Другая часть ответа гораздо сложнее и может увести нас в совсем иные — и столь излюбленные мной — области особенностей человеческого и моего, в частности мышления, рассуждений о нравственности и отсутствии таковой, множественных рефлексий, вдохновенной препаровки собственных эмоций и поступков, долгих часов, проведенных в почти медитативном состоянии глубокого самоанализа, длинных логических построений, сложных уравнений взаимоотношений, с постоянными инстинктов, привычек, сильных чувств и переменными настроений, эмоций, капризов и прихотей; в общем, всего того, что составляло и составляет мою внутреннюю, вполне насыщенную жизнь. Да, требуя от Эбисса абсолютной и безоговорочной верности, я сам первым пошел на измену. Я был дико, болезненно ревнив — а, может, просто до невозможности жаден: сама мысль о том, что я упущу хоть что-то из слов, жестов, прикосновений или ласк того, кого я люблю, была для меня мучительной до такой степени, что горло перехватывало удушливым спазмом. Поэтому мои требования казались мне естественными — а вот мальчику абсурдными и нелепыми; он и так принадлежал мне полностью — по его словам. Невозможно было требовать от него оставить весь окружающий мир без внимания — просто потому, что все сутки напролет вместе мы быть не могли, но ни о ком другом он не думал долее минуты. Интересно, что умом я понимал такую логику — и полностью был с ней согласен, и знал, что ему можно доверять — действительно, все его мысли были обо мне. Но всем прочим своим существом, которое не так уж и редко бывало лишено всякого разума и рассудительности, особенно, если дело касалось любимых мною людей, я не мог даже допустить возможности того, что кому-то другому, кроме меня, будет дозволено находиться рядом или тем паче прикоснуться к этому пленительному созданию.
Итак, я требовал невозможного и неестественного; тем более неестественного, если принять во внимание на редкость вольные нравы Империи, а, в особенности, аристократии ее, и воспитание самого Эбисса, с ранней юности бывшего всеобщим баловнем и предметом обожания. Я понимал неестественность и тягостность своих желаний. И предвидел то, что рано или поздно моя ревность не останется абстрактной, а будет сосредоточена на ком-нибудь совершенно реальном. Предвидел я и все то, что я испытаю при этом — а так же то, как буду себя вести. Зная, что мне иногда присущ совершенно искренний, безыскусный и необуздываемый — и то и другое для меня вещи не вполне свойственные — гнев и абсурдная привычка рвать все и сразу, даже если повода для этого нет… зная все это, я довольно сознательно сделал сам шаг в этом направлении. В частности, я хотел быть сам — небезупречен, познать и искушение, и преступление, и наказание, для того, чтобы быть милосерднее и терпимее, когда сам окажусь на месте не подсудимого, но судьи. Это донельзя ясно указывало мне самому на мою безмерную, сатанинскую гордыню, которую трудно было предположить по моим обычным действиям и манерам — но она составляла какую-то глубинную сущность всей моей натуры. Когда-то довольно рано в старой книге какого-то христианского проповедника двух-трехвековой давности я обнаружил такое трактование смысла воплощения Бога в человеческом теле: чтобы быть по-настоящему милосердным к людям, Творцу нужно было познать все искушения, соблазны, страдания, горе и радости человеческой жизни на своем опыте, изнутри, а не свысока. Не знаю, насколько это трактование было каноническим — но меня оно почему-то тогда потрясло; а так же крепко легло в глубины моей памяти, чтобы вернуться вот таким вот неожиданным образом — ибо я помнил о нем, когда делал все то, что делал.

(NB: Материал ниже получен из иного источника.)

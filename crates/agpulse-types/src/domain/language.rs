/// Fixed extension → language table.
///
/// Deliberately small and best-effort: the aggregate reports volume for the
/// languages a dashboard cares about, not a full linguist-style census.
/// Extensions outside this table contribute nothing to language totals.
const LANGUAGE_BY_EXTENSION: &[(&str, &str)] = &[
    ("c", "C"),
    ("cpp", "C++"),
    ("go", "Go"),
    ("java", "Java"),
    ("js", "JavaScript"),
    ("py", "Python"),
    ("rb", "Ruby"),
    ("rs", "Rust"),
    ("sh", "Shell"),
    ("ts", "TypeScript"),
];

/// Map a file extension (no leading dot, any case) to its language label.
pub fn language_for_extension(extension: &str) -> Option<&'static str> {
    let normalized = extension.to_ascii_lowercase();
    LANGUAGE_BY_EXTENSION
        .iter()
        .find(|(ext, _)| *ext == normalized)
        .map(|(_, language)| *language)
}
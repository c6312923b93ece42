use serde::{Deserialize, Serialize};
use std::fmt;

/// The closed set of session source tools the pipeline knows how to read.
///
/// Each variant corresponds to one on-disk storage family with its own
/// parser; unknown tools are never represented here: an unrecognized
/// storage root is simply not scanned.
#[derive(Debug, Clone, Copy, PartialEq, Eq, PartialOrd, Ord, Hash, Serialize, Deserialize)]
#[serde(rename_all = "lowercase")]
pub enum SourceKind {
    Claude,
    Codex,
    Cursor,
    Gemini,
}

impl SourceKind {
    pub const ALL: [SourceKind; 4] = [
        SourceKind::Claude,
        SourceKind::Codex,
        SourceKind::Cursor,
        SourceKind::Gemini,
    ];

    pub fn name(&self) -> &'static str {
        match self {
            SourceKind::Claude => "claude",
            SourceKind::Codex => "codex",
            SourceKind::Cursor => "cursor",
            SourceKind::Gemini => "gemini",
        }
    }

    pub fn from_name(name: &str) -> Option<SourceKind> {
        match name {
            "claude" => Some(SourceKind::Claude),
            "codex" => Some(SourceKind::Codex),
            "cursor" => Some(SourceKind::Cursor),
            "gemini" => Some(SourceKind::Gemini),
            _ => None,
        }
    }
}

impl fmt::Display for SourceKind {
    fn fmt(&self, f: &mut fmt::Formatter<'_>) -> fmt::Result {
        write!(f, "{}", self.name())
    }
}
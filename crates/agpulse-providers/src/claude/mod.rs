mod discovery;
mod parser;
mod schema;

pub use parser::ClaudeSource;
use std::collections::BTreeMap;

use agpulse_types::{
    language_for_extension, ActivityWindow, Commit, HistoryWindowSummary, Session, SourceKind,
    SourceTotals,
};

/// Global totals over the history window. Unattributed sessions count here
/// even though they never appear in the ranking.
pub fn summarize_history(
    commits: &[Commit],
    sessions: &[Session],
    window: &ActivityWindow,
) -> HistoryWindowSummary {
    let mut commit_count = 0u64;
    let mut languages: BTreeMap<String, u64> = BTreeMap::new();
    for commit in commits.iter().filter(|c| window.contains(c.timestamp)) {
        commit_count += 1;
        for (extension, lines) in &commit.lines_by_extension {
            if let Some(language) = language_for_extension(extension) {
                *languages.entry(language.to_string()).or_insert(0) += lines;
            }
        }
    }

    // Every source appears in the totals, active or not.
    let mut sessions_by_source: BTreeMap<SourceKind, SourceTotals> = SourceKind::ALL
        .into_iter()
        .map(|kind| (kind, SourceTotals::default()))
        .collect();
    let mut total_sessions = 0u64;
    let mut total_turns = 0u64;
    for session in sessions.iter().filter(|s| window.contains(s.started_at)) {
        let totals = sessions_by_source.entry(session.source).or_default();
        totals.sessions += 1;
        totals.turns += session.turns;
        total_sessions += 1;
        total_turns += session.turns;
    }

    HistoryWindowSummary {
        commits: commit_count,
        languages,
        sessions_by_source,
        total_turns,
        avg_turns_per_session: average_turns(total_turns, total_sessions),
    }
}

/// Mean turns per session, rounded to one decimal. Zero sessions is a
/// defined zero, not a division.
fn average_turns(total_turns: u64, total_sessions: u64) -> f64 {
    if total_sessions == 0 {
        return 0.0;
    }
    let avg = total_turns as f64 / total_sessions as f64;
    (avg * 10.0).round() / 10.0
}
use std::path::Path;

use agpulse_types::{Session, SourceKind};

use crate::codex::discovery::find_session_files;
use crate::codex::schema::{CodexRecord, ResponseItemPayload};
use crate::error::Result;
use crate::traits::{ScanContext, SessionSource, SourceScan};
use crate::util::parse_timestamp;

/// Codex session bundles. One `rollout-*.jsonl` file is one session; the
/// `session_meta` record carries its start time and working directory.
pub struct CodexSource;

impl SessionSource for CodexSource {
    fn kind(&self) -> SourceKind {
        SourceKind::Codex
    }

    fn scan(&self, root: &Path, ctx: &ScanContext) -> Result<SourceScan> {
        let mut scan = SourceScan::default();
        for path in find_session_files(root) {
            match std::fs::read_to_string(&path) {
                Ok(text) => collect_session(&text, ctx, &mut scan),
                Err(_) => scan.malformed_records += 1,
            }
        }
        Ok(scan)
    }
}

fn collect_session(text: &str, ctx: &ScanContext, scan: &mut SourceScan) {
    let mut turns = 0u64;
    let mut raw_lines = 0u64;
    let mut meta_timestamp: Option<String> = None;
    let mut fallback_timestamp: Option<String> = None;
    let mut cwd: Option<String> = None;

    for line in text.lines() {
        let line = line.trim();
        if line.is_empty() {
            continue;
        }
        raw_lines += 1;

        match serde_json::from_str::<CodexRecord>(line) {
            Ok(CodexRecord::SessionMeta(meta)) => {
                if meta_timestamp.is_none() {
                    meta_timestamp = meta
                        .payload
                        .as_ref()
                        .and_then(|payload| payload.timestamp.clone())
                        .or(meta.timestamp);
                }
                if cwd.is_none() {
                    cwd = meta.payload.and_then(|payload| payload.cwd);
                }
            }
            Ok(CodexRecord::ResponseItem(item)) => {
                if fallback_timestamp.is_none() {
                    fallback_timestamp = item.timestamp;
                }
                if let Some(ResponseItemPayload::Message(message)) = item.payload
                    && message
                        .role
                        .as_deref()
                        .is_some_and(|role| role == "user" || role == "assistant")
                {
                    turns += 1;
                }
            }
            Ok(CodexRecord::Unknown) => {}
            Err(_) => scan.malformed_records += 1,
        }
    }

    if meta_timestamp.is_none() && fallback_timestamp.is_none() && turns == 0 {
        // Nothing recognizable in the bundle; not a session.
        return;
    }

    let Some(started_at) = meta_timestamp
        .or(fallback_timestamp)
        .as_deref()
        .and_then(parse_timestamp)
    else {
        scan.malformed_records += 1;
        return;
    };

    if !ctx.window.contains(started_at) {
        return;
    }

    scan.sessions.push(Session {
        source: SourceKind::Codex,
        repo: cwd.as_deref().and_then(|cwd| ctx.resolver.from_cwd(cwd)),
        started_at,
        turns,
        raw_lines: Some(raw_lines),
    });
}

#[cfg(test)]
mod tests {
    use super::*;
    use agpulse_types::{ActivityWindow, RepoResolver};
    use chrono::{TimeZone, Utc};
    use std::fs;
    use std::path::PathBuf;

    fn test_window() -> ActivityWindow {
        ActivityWindow::ending_at(Utc.with_ymd_and_hms(2026, 2, 1, 0, 0, 0).unwrap(), 30)
    }

    fn test_resolver() -> RepoResolver {
        RepoResolver::new(
            Some(PathBuf::from("/home/user/repos")),
            Some(PathBuf::from("/home/user")),
        )
    }

    fn run_collect(text: &str) -> SourceScan {
        let window = test_window();
        let resolver = test_resolver();
        let ctx = ScanContext {
            window: &window,
            resolver: &resolver,
        };
        let mut scan = SourceScan::default();
        collect_session(text, &ctx, &mut scan);
        scan
    }

    #[test]
    fn test_counts_only_message_exchanges() {
        let text = r#"{"type":"session_meta","timestamp":"2026-01-10T09:00:00Z","payload":{"id":"abc","timestamp":"2026-01-10T09:00:00Z","cwd":"/home/user/repos/beacon"}}
{"type":"response_item","payload":{"type":"message","role":"user"}}
{"type":"response_item","payload":{"type":"function_call","name":"shell"}}
{"type":"response_item","payload":{"type":"function_call_output","output":"ok"}}
{"type":"response_item","payload":{"type":"message","role":"assistant"}}
{"type":"event_msg","payload":{"type":"agent_message"}}
"#;
        let scan = run_collect(text);
        assert_eq!(scan.sessions.len(), 1);
        assert_eq!(scan.malformed_records, 0);

        let session = &scan.sessions[0];
        assert_eq!(session.turns, 2);
        assert_eq!(session.raw_lines, Some(6));
        assert_eq!(session.repo.as_deref(), Some("beacon"));
        assert_eq!(
            session.started_at,
            Utc.with_ymd_and_hms(2026, 1, 10, 9, 0, 0).unwrap()
        );
    }

    #[test]
    fn test_system_role_is_not_an_exchange() {
        let text = r#"{"type":"session_meta","payload":{"timestamp":"2026-01-10T09:00:00Z"}}
{"type":"response_item","payload":{"type":"message","role":"system"}}
{"type":"response_item","payload":{"type":"message","role":"user"}}
"#;
        let scan = run_collect(text);
        assert_eq!(scan.sessions[0].turns, 1);
    }

    #[test]
    fn test_start_falls_back_to_first_response_timestamp() {
        let text = r#"{"type":"response_item","timestamp":"2026-01-12T14:30:00Z","payload":{"type":"message","role":"user"}}
{"type":"response_item","timestamp":"2026-01-12T14:31:00Z","payload":{"type":"message","role":"assistant"}}
"#;
        let scan = run_collect(text);
        assert_eq!(scan.sessions.len(), 1);
        assert_eq!(
            scan.sessions[0].started_at,
            Utc.with_ymd_and_hms(2026, 1, 12, 14, 30, 0).unwrap()
        );
        assert_eq!(scan.sessions[0].repo, None);
    }

    #[test]
    fn test_meta_only_bundle_is_a_zero_turn_session() {
        let text = r#"{"type":"session_meta","payload":{"timestamp":"2026-01-10T09:00:00Z","cwd":"/home/user/repos/beacon"}}
"#;
        let scan = run_collect(text);
        assert_eq!(scan.sessions.len(), 1);
        assert_eq!(scan.sessions[0].turns, 0);
    }

    #[test]
    fn test_bundle_without_any_timestamp_is_malformed() {
        let text = r#"{"type":"session_meta","payload":{"cwd":"/home/user/repos/beacon"}}
{"type":"response_item","payload":{"type":"message","role":"user"}}
"#;
        let scan = run_collect(text);
        assert!(scan.sessions.is_empty());
        assert_eq!(scan.malformed_records, 1);
    }

    #[test]
    fn test_unrecognizable_bundle_is_skipped_silently() {
        let scan = run_collect("{\"type\":\"turn_context\"}\n{\"type\":\"compacted\"}\n");
        assert!(scan.sessions.is_empty());
        assert_eq!(scan.malformed_records, 0);
    }

    #[test]
    fn test_corrupt_lines_are_counted_not_fatal() {
        let text = r#"{"type":"session_meta","payload":{"timestamp":"2026-01-10T09:00:00Z"}}
not json at all
{"type":"response_item","payload":{"type":"message","role":"user"}}
"#;
        let scan = run_collect(text);
        assert_eq!(scan.sessions.len(), 1);
        assert_eq!(scan.sessions[0].turns, 1);
        assert_eq!(scan.malformed_records, 1);
    }

    #[test]
    fn test_out_of_window_session_is_excluded() {
        let text = r#"{"type":"session_meta","payload":{"timestamp":"2025-06-01T09:00:00Z"}}
{"type":"response_item","payload":{"type":"message","role":"user"}}
"#;
        let scan = run_collect(text);
        assert!(scan.sessions.is_empty());
        assert_eq!(scan.malformed_records, 0);
    }

    #[test]
    fn test_scan_walks_dated_directories() {
        let temp = tempfile::tempdir().unwrap();
        let dated = temp.path().join("2026").join("01").join("10");
        fs::create_dir_all(&dated).unwrap();
        fs::write(
            dated.join("rollout-2026-01-10T09-00-00-abc.jsonl"),
            r#"{"type":"session_meta","payload":{"timestamp":"2026-01-10T09:00:00Z","cwd":"/home/user/repos/beacon"}}
{"type":"response_item","payload":{"type":"message","role":"user"}}
"#,
        )
        .unwrap();
        fs::write(dated.join("other.jsonl"), "{}\n").unwrap();

        let window = test_window();
        let resolver = test_resolver();
        let ctx = ScanContext {
            window: &window,
            resolver: &resolver,
        };
        let scan = CodexSource.scan(temp.path(), &ctx).unwrap();
        assert_eq!(scan.sessions.len(), 1);
        assert_eq!(scan.sessions[0].repo.as_deref(), Some("beacon"));
    }
}
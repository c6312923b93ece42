pub mod collect;

pub use collect::{
    CollectOutcome, CollectRequest, CollectService, RepoReport, SourceReport, SourceStatus,
};
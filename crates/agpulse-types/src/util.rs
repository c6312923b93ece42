use sha2::{Digest, Sha256};
use std::path::{Path, PathBuf};

/// Normalize a path for comparison (resolve to absolute, canonicalize if
/// possible). Paths that cannot be canonicalized (deleted checkouts, foreign
/// machines) fall back to a best-effort absolute form.
pub fn normalize_path(path: &Path) -> PathBuf {
    path.canonicalize().unwrap_or_else(|_| {
        if path.is_absolute() {
            path.to_path_buf()
        } else {
            std::env::current_dir()
                .map(|cwd| cwd.join(path))
                .unwrap_or_else(|_| path.to_path_buf())
        }
    })
}

/// Hash a project root the way tools that key their storage by project do:
/// SHA256 over the normalized path, lowercase hex.
pub fn project_hash_for_path(path: &Path) -> String {
    let normalized = normalize_path(path);
    let mut hasher = Sha256::new();
    hasher.update(normalized.to_string_lossy().as_bytes());
    format!("{:x}", hasher.finalize())
}

/// Check if string is 64-character hexadecimal.
pub fn is_64_char_hex(s: &str) -> bool {
    s.len() == 64 && s.chars().all(|c| c.is_ascii_hexdigit())
}
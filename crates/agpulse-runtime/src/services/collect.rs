use std::collections::HashSet;
use std::path::{Path, PathBuf};

use agpulse_engine::{aggregate, AggregationInput};
use agpulse_git::{discover_repositories, scan_repositories, SkippedRepo};
use agpulse_providers::{ScanContext, SourceAdapter};
use agpulse_types::{ActivityWindow, AggregateSnapshot, RepoResolver, Session, SourceKind};
use chrono::{DateTime, Utc};

use crate::config::Config;
use crate::storage::SnapshotStore;
use crate::Result;

/// One collect run, start to finish: scan commits, scan sessions, aggregate,
/// store. Only configuration problems fail the run; unreadable inputs
/// degrade into the returned reports.
pub struct CollectService;

pub struct CollectRequest<'a> {
    pub config: &'a Config,
    pub data_dir: &'a Path,
    /// Snapshot destination override; the default lives in the data dir.
    pub output: Option<PathBuf>,
    /// The instant "now". Injected so runs are reproducible.
    pub now: DateTime<Utc>,
}

#[derive(Debug)]
pub struct RepoReport {
    pub repositories: u64,
    pub commits: u64,
    pub malformed_records: u64,
    pub skipped: Vec<SkippedRepo>,
}

#[derive(Debug)]
pub enum SourceStatus {
    /// Turned off in the config.
    Disabled,
    /// Storage root does not exist; the tool is likely not installed.
    Missing,
    Scanned {
        sessions: u64,
        turns: u64,
        malformed_records: u64,
        last_session: Option<DateTime<Utc>>,
    },
    /// The whole source was unreadable and sat out this run.
    Skipped { reason: String },
}

#[derive(Debug)]
pub struct SourceReport {
    pub kind: SourceKind,
    pub log_root: Option<PathBuf>,
    pub status: SourceStatus,
}

#[derive(Debug)]
pub struct CollectOutcome {
    pub snapshot: AggregateSnapshot,
    pub snapshot_path: PathBuf,
    /// False when the previous snapshot carried the same content.
    pub changed: bool,
    pub repos: RepoReport,
    pub sources: Vec<SourceReport>,
}

impl CollectService {
    pub fn run(request: CollectRequest<'_>) -> Result<CollectOutcome> {
        let config = request.config;
        config.validate()?;

        let window_30d = ActivityWindow::ending_at(request.now, config.windows.history_days);
        let window_7d = ActivityWindow::ending_at(request.now, config.windows.active_days);

        let excluded: HashSet<&str> = config.excluded_repos.iter().map(String::as_str).collect();

        let repos_dir = config.repos_dir_expanded();
        let mut resolver = RepoResolver::new(repos_dir.clone(), dirs::home_dir());

        let repos: Vec<_> = repos_dir
            .as_deref()
            .map(discover_repositories)
            .unwrap_or_default()
            .into_iter()
            .filter(|repo| !excluded.contains(repo.name.as_str()))
            .collect();
        for repo in &repos {
            resolver.register_repository(&repo.name, &repo.path);
        }

        let commit_scan = scan_repositories(&repos, &window_30d, config.author.as_deref());
        let repo_report = RepoReport {
            repositories: repos.len() as u64,
            commits: commit_scan.commits.len() as u64,
            malformed_records: commit_scan.malformed_records,
            skipped: commit_scan.skipped_repos,
        };

        let ctx = ScanContext {
            window: &window_30d,
            resolver: &resolver,
        };
        let mut sessions: Vec<Session> = Vec::new();
        let mut source_reports = Vec::new();
        for kind in SourceKind::ALL {
            let (enabled, log_root) = config.source_settings(kind);
            let status = if !enabled {
                SourceStatus::Disabled
            } else {
                match &log_root {
                    Some(root) if root.exists() => {
                        match SourceAdapter::from_kind(kind).scan(root, &ctx) {
                            Ok(scan) => {
                                let status = SourceStatus::Scanned {
                                    sessions: scan.sessions.len() as u64,
                                    turns: scan.total_turns(),
                                    malformed_records: scan.malformed_records,
                                    last_session: scan.latest_session(),
                                };
                                for mut session in scan.sessions {
                                    // Attribution to an excluded repository is
                                    // dropped; the session itself still counts.
                                    if session
                                        .repo
                                        .as_deref()
                                        .is_some_and(|repo| excluded.contains(repo))
                                    {
                                        session.repo = None;
                                    }
                                    sessions.push(session);
                                }
                                status
                            }
                            Err(err) => SourceStatus::Skipped {
                                reason: err.to_string(),
                            },
                        }
                    }
                    _ => SourceStatus::Missing,
                }
            };
            source_reports.push(SourceReport {
                kind,
                log_root,
                status,
            });
        }

        let snapshot = aggregate(AggregationInput {
            commits: &commit_scan.commits,
            sessions: &sessions,
            window_7d,
            window_30d,
            generated_at: request.now,
        });

        let store = match request.output {
            Some(path) => SnapshotStore::new(path),
            None => SnapshotStore::default_in(request.data_dir),
        };
        let previous = store.load()?;
        let changed = previous
            .as_ref()
            .is_none_or(|prev| snapshot.differs_materially_from(prev));
        store.write(&snapshot)?;

        Ok(CollectOutcome {
            snapshot,
            snapshot_path: store.path().to_path_buf(),
            changed,
            repos: repo_report,
            sources: source_reports,
        })
    }
}

#[cfg(test)]
mod tests {
    use super::*;
    use crate::config::SourceConfig;
    use chrono::TimeZone;
    use std::fs;
    use tempfile::TempDir;

    fn fixed_now() -> DateTime<Utc> {
        Utc.with_ymd_and_hms(2026, 2, 1, 0, 0, 0).unwrap()
    }

    /// Config where every source points inside the temp dir, so nothing on
    /// the machine running the tests can leak into the scan.
    fn isolated_config(temp: &TempDir) -> Config {
        let mut config = Config::default();
        for kind in SourceKind::ALL {
            config.set_source(
                kind,
                SourceConfig {
                    enabled: true,
                    log_root: temp.path().join(kind.name()),
                },
            );
        }
        config
    }

    fn write_claude_fixture(root: &Path) {
        let project = root.join("-home-user-git-beacon");
        fs::create_dir_all(&project).unwrap();
        fs::write(
            project.join("session.jsonl"),
            r#"{"type":"user","timestamp":"2026-01-30T09:00:00Z","cwd":"/home/user/git/beacon"}
{"type":"assistant","timestamp":"2026-01-30T09:00:10Z","cwd":"/home/user/git/beacon"}
"#,
        )
        .unwrap();
    }

    #[test]
    fn test_empty_machine_produces_an_empty_snapshot() {
        let temp = TempDir::new().unwrap();
        let config = isolated_config(&temp);

        let outcome = CollectService::run(CollectRequest {
            config: &config,
            data_dir: temp.path(),
            output: None,
            now: fixed_now(),
        })
        .unwrap();

        assert!(outcome.snapshot.window_7d.top_repositories.is_empty());
        assert_eq!(outcome.snapshot.window_30d.commits, 0);
        assert!(outcome.changed);
        assert!(outcome.snapshot_path.exists());
        assert!(
            outcome
                .sources
                .iter()
                .all(|report| matches!(report.status, SourceStatus::Missing))
        );
    }

    #[test]
    fn test_sessions_flow_into_the_snapshot() {
        let temp = TempDir::new().unwrap();
        let config = isolated_config(&temp);
        write_claude_fixture(&temp.path().join("claude"));

        let outcome = CollectService::run(CollectRequest {
            config: &config,
            data_dir: temp.path(),
            output: None,
            now: fixed_now(),
        })
        .unwrap();

        let claude = outcome
            .sources
            .iter()
            .find(|report| report.kind == SourceKind::Claude)
            .unwrap();
        match &claude.status {
            SourceStatus::Scanned {
                sessions, turns, ..
            } => {
                assert_eq!(*sessions, 1);
                assert_eq!(*turns, 2);
            }
            other => panic!("expected a scan, got {other:?}"),
        }

        let top = &outcome.snapshot.window_7d.top_repositories;
        assert_eq!(top.len(), 1);
        assert_eq!(top[0].repo, "beacon");
        assert_eq!(top[0].ai_sessions, 1);
        assert_eq!(top[0].score, 2);
    }

    #[test]
    fn test_second_identical_run_reports_unchanged() {
        let temp = TempDir::new().unwrap();
        let config = isolated_config(&temp);
        write_claude_fixture(&temp.path().join("claude"));

        let request = || CollectRequest {
            config: &config,
            data_dir: temp.path(),
            output: None,
            now: fixed_now(),
        };

        let first = CollectService::run(request()).unwrap();
        assert!(first.changed);

        let second = CollectService::run(request()).unwrap();
        assert!(!second.changed);
        assert_eq!(first.snapshot, second.snapshot);
    }

    #[test]
    fn test_excluded_repository_loses_attribution_but_keeps_the_session() {
        let temp = TempDir::new().unwrap();
        let mut config = isolated_config(&temp);
        config.excluded_repos = vec!["beacon".to_string()];
        write_claude_fixture(&temp.path().join("claude"));

        let outcome = CollectService::run(CollectRequest {
            config: &config,
            data_dir: temp.path(),
            output: None,
            now: fixed_now(),
        })
        .unwrap();

        assert!(outcome.snapshot.window_7d.top_repositories.is_empty());
        assert_eq!(
            outcome.snapshot.window_30d.sessions_by_source[&SourceKind::Claude].sessions,
            1
        );
    }

    #[test]
    fn test_disabled_source_is_not_scanned() {
        let temp = TempDir::new().unwrap();
        let mut config = isolated_config(&temp);
        write_claude_fixture(&temp.path().join("claude"));
        config.set_source(
            SourceKind::Claude,
            SourceConfig {
                enabled: false,
                log_root: temp.path().join("claude"),
            },
        );

        let outcome = CollectService::run(CollectRequest {
            config: &config,
            data_dir: temp.path(),
            output: None,
            now: fixed_now(),
        })
        .unwrap();

        let claude = outcome
            .sources
            .iter()
            .find(|report| report.kind == SourceKind::Claude)
            .unwrap();
        assert!(matches!(claude.status, SourceStatus::Disabled));
        assert_eq!(outcome.snapshot.window_30d.total_turns, 0);
    }

    #[test]
    fn test_output_override_places_the_snapshot() {
        let temp = TempDir::new().unwrap();
        let config = isolated_config(&temp);
        let target = temp.path().join("exports").join("latest.json");

        let outcome = CollectService::run(CollectRequest {
            config: &config,
            data_dir: temp.path(),
            output: Some(target.clone()),
            now: fixed_now(),
        })
        .unwrap();

        assert_eq!(outcome.snapshot_path, target);
        assert!(target.exists());
        assert!(!temp.path().join("snapshot.json").exists());
    }

    #[test]
    fn test_invalid_windows_fail_the_run() {
        let temp = TempDir::new().unwrap();
        let mut config = isolated_config(&temp);
        config.windows.active_days = 90;

        let outcome = CollectService::run(CollectRequest {
            config: &config,
            data_dir: temp.path(),
            output: None,
            now: fixed_now(),
        });
        assert!(matches!(outcome, Err(crate::Error::Config(_))));
        assert!(!temp.path().join("snapshot.json").exists());
    }
}
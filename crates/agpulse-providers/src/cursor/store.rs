use std::collections::HashMap;
use std::path::Path;
use std::time::Duration;

use rusqlite::types::Value;
use rusqlite::{Connection, OpenFlags};

/// Read-only handle over the IDE's state database. The IDE itself may hold
/// the write lock while we read, so the connection carries a short busy
/// timeout and callers retry on contention.
pub(crate) struct StateDb {
    conn: Connection,
}

impl StateDb {
    pub fn open_read_only(path: &Path) -> rusqlite::Result<Self> {
        let conn = Connection::open_with_flags(
            path,
            OpenFlags::SQLITE_OPEN_READ_ONLY | OpenFlags::SQLITE_OPEN_NO_MUTEX,
        )?;
        conn.busy_timeout(Duration::from_millis(250))?;
        Ok(Self { conn })
    }

    /// Exchange rows are keyed `bubbleId:<composer>:<bubble>`. Returns the
    /// bubble count per composer id.
    pub fn exchange_counts(&self) -> rusqlite::Result<HashMap<String, u64>> {
        let mut stmt = self
            .conn
            .prepare("SELECT key FROM cursorDiskKV WHERE key LIKE 'bubbleId:%'")?;
        let keys = stmt.query_map([], |row| row.get::<_, String>(0))?;

        let mut counts: HashMap<String, u64> = HashMap::new();
        for key in keys {
            let key = key?;
            if let Some(composer_id) = key.split(':').nth(1) {
                *counts.entry(composer_id.to_string()).or_insert(0) += 1;
            }
        }
        Ok(counts)
    }

    /// Session rows are keyed `composerData:<composer>`; the value column is
    /// a JSON document stored as either TEXT or BLOB.
    pub fn composer_rows(&self) -> rusqlite::Result<Vec<(String, Value)>> {
        let mut stmt = self
            .conn
            .prepare("SELECT key, value FROM cursorDiskKV WHERE key LIKE 'composerData:%' ORDER BY key")?;
        let rows = stmt.query_map([], |row| {
            Ok((row.get::<_, String>(0)?, row.get::<_, Value>(1)?))
        })?;
        rows.collect()
    }
}

/// Decodes a stored value column into JSON text.
pub(crate) fn value_as_text(value: Value) -> Option<String> {
    match value {
        Value::Text(text) => Some(text),
        Value::Blob(bytes) => String::from_utf8(bytes).ok(),
        _ => None,
    }
}

#[cfg(test)]
pub(crate) fn seed_state_db(path: &Path, rows: &[(&str, &str)]) {
    let conn = Connection::open(path).unwrap();
    conn.execute_batch("CREATE TABLE cursorDiskKV (key TEXT PRIMARY KEY, value BLOB);")
        .unwrap();
    for (key, value) in rows {
        conn.execute(
            "INSERT INTO cursorDiskKV (key, value) VALUES (?1, ?2)",
            rusqlite::params![key, value],
        )
        .unwrap();
    }
}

Реакция Эбисса была более чем неожиданной — в первую очередь это было только крайнее изумление, и единственным мотивом его была даже не мое лишенное всякой логики поведение: делать именно то, что осуждаешь и запрещаешь; не негодование по поводу объекта измены — какая-то девчонка не годилась ему и в подметки по всем статьям; по-моему, больше всего его удивило то, что я, оказывается, могу совершать столь мелкие, несерьезные поступки. Видимо, моя случайная интрижка в его глазах выглядела чем-то сродни сошествию божества местного масштаба на землю прямо под изумленными взглядами почитателей. Не знаю, каким образом, без всякого сознательного усилия, до сих пор для него я выглядел каким-то высшим существом и все мои деяния имели поистине эпический размах — если не по факту свершения, то по эмоциональной реакции. Обзаведение любовницей, даже — а, возможно, и тем более — весьма хорошенькой, в эти рамки никак не вписывалось: по его представлению я должен был соблазнить как минимум императрицу, уж если мне взбрела в голову такая причуда. Не могу сказать, что меня обрадовала такая трактовка событий — мне вовсе не хотелось при жизни становиться памятником самому себе в десятикратную величину.